Tired of Rewatching 2-Hour Meetings Just to Write the Summary? There's a Better Way

If you've ever spent 45 minutes rewatching a meeting you already sat through, you know exactly how painful the after-meeting workflow gets. You're scrubbing through timestamps trying to find the moment someone approved the architecture change. You're pulling up your own notes, which are incomplete because you were actually paying attention to the conversation. You're trying to remember which diagram was on the screen when the team decided to drop the legacy API.

For engineering leads and technical project managers, this is a real cost. Not an inconvenience. An actual drain on hours that should go toward shipping work.

Why Meeting Follow-Up Takes So Long

The core problem isn't that meetings are long. It's that the people who need the information weren't in the room, and the people who were in the room have to reconstruct everything from scratch afterward.

Writing meeting minutes by hand means you're doing four jobs at once: transcribing, summarizing, organizing by topic, and identifying action items. Then if you want to brief your wider team, you also have to build a deck, screenshot the relevant diagrams or code from the recording, and write explanations for people who missed the context.

A lot of teams skip most of that. They forward the raw recording and say "watch from 22:00 to 41:00." But nobody does. The information just dies there.

What Actually Needs to Happen After a Technical Meeting

Think about what your teammates actually need to get value from a meeting they didn't attend. They need to know what was decided, not just what was discussed. They need to see the architecture diagram that was on the screen when that decision was made. They need enough context to act on their action items without asking you to explain everything again in Slack.

That's a structured briefing. And building it manually from a recording takes time most people don't have.

There are a few ways teams try to solve this. Some use transcription tools like Otter.ai or Fireflies, which give you a wall of text that still needs to be edited into something readable. Some use notetakers that join your call live, which only works if you're running the meeting through a supported video platform. Neither of these gets you a shareable deck with the actual slides and diagrams from the meeting embedded.

How BriefCast Handles This End to End

BriefCast takes a different approach. You upload the recording after the meeting, whether that's an MP4, a WebM, an MOV, or even an audio file, and it handles the rest automatically.

For a one-hour recording, processing finishes in about five minutes. The system extracts a full transcript with speaker labels, identifies the major topics discussed, pulls screen-shared frames at the moments where the visual content changes (new slide, diagram, code on screen), and uses all of that to generate two things: structured meeting minutes and a downloadable PowerPoint deck.

The minutes aren't a transcript dump. They're organized into actual sections: a summary, topics by subject, decisions made, action items with owners, and technical discussion points that link back to timestamps in the original recording. You can click any section and jump to that moment in the audio or video player.

The deck is built for briefing people who weren't there. Each technical topic gets its own slides with a plain-language explanation of what was discussed and why it matters, plus the actual screen snapshot from that moment in the meeting embedded in the slide. You can preview it in-browser before downloading, and the file opens in PowerPoint, Google Slides, and Keynote.

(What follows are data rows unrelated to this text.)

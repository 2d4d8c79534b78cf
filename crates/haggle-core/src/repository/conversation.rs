//! Conversation store trait definition.

use haggle_types::conversation::{Conversation, CreateConversationRequest};
use haggle_types::error::RepositoryError;
use uuid::Uuid;

/// Storage port for conversations and their participant rows.
///
/// Uses native async fn in traits (RPITIT, Rust 2024 edition).
pub trait ConversationStore: Send + Sync {
    /// Return the conversation for this exact participant set and item, creating it if absent.
    ///
    /// The participant set matches exactly (same members, same cardinality) and
    /// a `None` item matches only `None`. Creation writes the conversation and
    /// all participant rows in one transaction. When two callers race on the
    /// same key, at most one conversation survives and the loser returns the
    /// winner's row instead of an error.
    fn create_or_get_conversation(
        &self,
        request: &CreateConversationRequest,
    ) -> impl std::future::Future<Output = Result<Conversation, RepositoryError>> + Send;

    /// Get a conversation (with participants) by ID.
    fn get_conversation(
        &self,
        conversation_id: &Uuid,
    ) -> impl std::future::Future<Output = Result<Option<Conversation>, RepositoryError>> + Send;

    /// User ids of every participant. Empty when the conversation does not exist.
    fn participant_ids(
        &self,
        conversation_id: &Uuid,
    ) -> impl std::future::Future<Output = Result<Vec<Uuid>, RepositoryError>> + Send;
}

Who This Is Actually Built For

BriefCast is aimed at engineering team leads and technical project managers who are running three to five technical meetings a week and need to keep a larger team informed afterward. If you're regularly the person who has to translate a two-hour architecture review into something your team can act on, this is built for your workflow.

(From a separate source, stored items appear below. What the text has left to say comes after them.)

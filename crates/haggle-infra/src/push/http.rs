//! HTTP push gateway client.
//!
//! POSTs one JSON request per notification to the configured gateway, which
//! owns provider delivery (APNs, FCM, web push). Device tokens are resolved
//! from `user_devices` before the call and grouped by platform:
//!
//! ```json
//! {"user_ids": ["..."], "tokens": {"android": ["..."], "ios": ["..."]},
//!  "title": "New Message", "body": "...",
//!  "data": {"conversation_id": "...", "sender_id": "...", "type": "chat_message"}}
//! ```

use std::collections::BTreeMap;
use std::time::Duration;

use haggle_core::notify::NotificationSender;
use haggle_types::error::NotificationError;
use haggle_types::notification::{DeviceTargets, PushNotification};
use serde::Serialize;
use uuid::Uuid;

/// Longest gateway error body kept in a `Rejected` error.
const MAX_ERROR_BODY: usize = 512;

#[derive(Debug, Serialize)]
struct PushRequest<'a> {
    user_ids: &'a [Uuid],
    tokens: &'a DeviceTargets,
    title: &'a str,
    body: &'a str,
    data: BTreeMap<String, String>,
}

impl<'a> PushRequest<'a> {
    fn new(
        user_ids: &'a [Uuid],
        tokens: &'a DeviceTargets,
        notification: &'a PushNotification,
    ) -> Self {
        Self {
            user_ids,
            tokens,
            title: &notification.title,
            body: &notification.body,
            data: notification.data.to_map(),
        }
    }
}

/// Sender backed by an HTTP push gateway.
pub struct HttpPushSender {
    client: reqwest::Client,
    url: String,
}

impl HttpPushSender {
    pub fn new(url: impl Into<String>, timeout_secs: u64) -> Result<Self, NotificationError> {
        let client = reqwest::Client::builder()
            .timeout(Duration::from_secs(timeout_secs.max(1)))
            .build()
            .map_err(|e| NotificationError::Transport(format!("failed to create HTTP client: {e}")))?;

        Ok(Self {
            client,
            url: url.into(),
        })
    }

    pub fn url(&self) -> &str {
        &self.url
    }
}

impl NotificationSender for HttpPushSender {
    async fn send_to_users(
        &self,
        user_ids: &[Uuid],
        targets: &DeviceTargets,
        notification: &PushNotification,
    ) -> Result<(), NotificationError> {
        let payload = PushRequest::new(user_ids, targets, notification);

        let response = self
            .client
            .post(&self.url)
            .json(&payload)
            .send()
            .await
            .map_err(|e| NotificationError::Transport(e.to_string()))?;

        let status = response.status();
        if status.is_success() {
            tracing::debug!(
                status = status.as_u16(),
                recipients = user_ids.len(),
                tokens = targets.len(),
                "Push gateway accepted"
            );
            return Ok(());
        }

        let body = response.text().await.unwrap_or_default();
        let body: String = body.chars().take(MAX_ERROR_BODY).collect();
        Err(NotificationError::Rejected {
            status: status.as_u16(),
            body,
        })
    }
}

The free tier covers five meetings a month with recordings up to one hour, which is enough to run the full workflow start to finish and see the output quality before committing to anything. The Pro plan is $19 a month and removes the limits on meeting count, recording length, and deck downloads, and adds custom templates so the deck can carry your company's branding.

The Math Is Straightforward

If four people spend two hours each catching up after a technical meeting, that's eight person-hours per meeting. At a modest loaded cost of $25 per hour, that's $200 in productivity per meeting. For a team running four technical meetings a month, you're looking at $800 a month in time spent on post-meeting work.

Cutting that down even by half pays for the tool many times over.

FAQ

Does BriefCast work with audio-only files? Yes. If you upload an MP3, WAV, or M4A file, BriefCast skips frame extraction and generates text-based minutes and a deck with structured bullet-point slides instead of screen snapshots.

How accurate is the transcription? Transcription quality depends on audio quality. BriefCast will flag sections where audio was unclear and prompt you to review them. You can edit any part of the minutes inline after generation.

Can I rename speaker labels? Yes. The system labels speakers automatically (Speaker 1, Speaker 2, etc.) and you can rename them to actual names. The change propagates through the entire minutes document.

What happens if my recording is longer than one hour on the free plan? The free tier supports recordings up to one hour and files up to 500MB. Recordings over those limits require a Pro plan upgrade.

Does the deck work in Google Slides? Yes. The downloaded .pptx file opens correctly in PowerPoint, Google Slides, and Keynote.

Can I customize the deck template? Template customization, including company logo, brand colors, and layout preferences, is available on the Pro plan.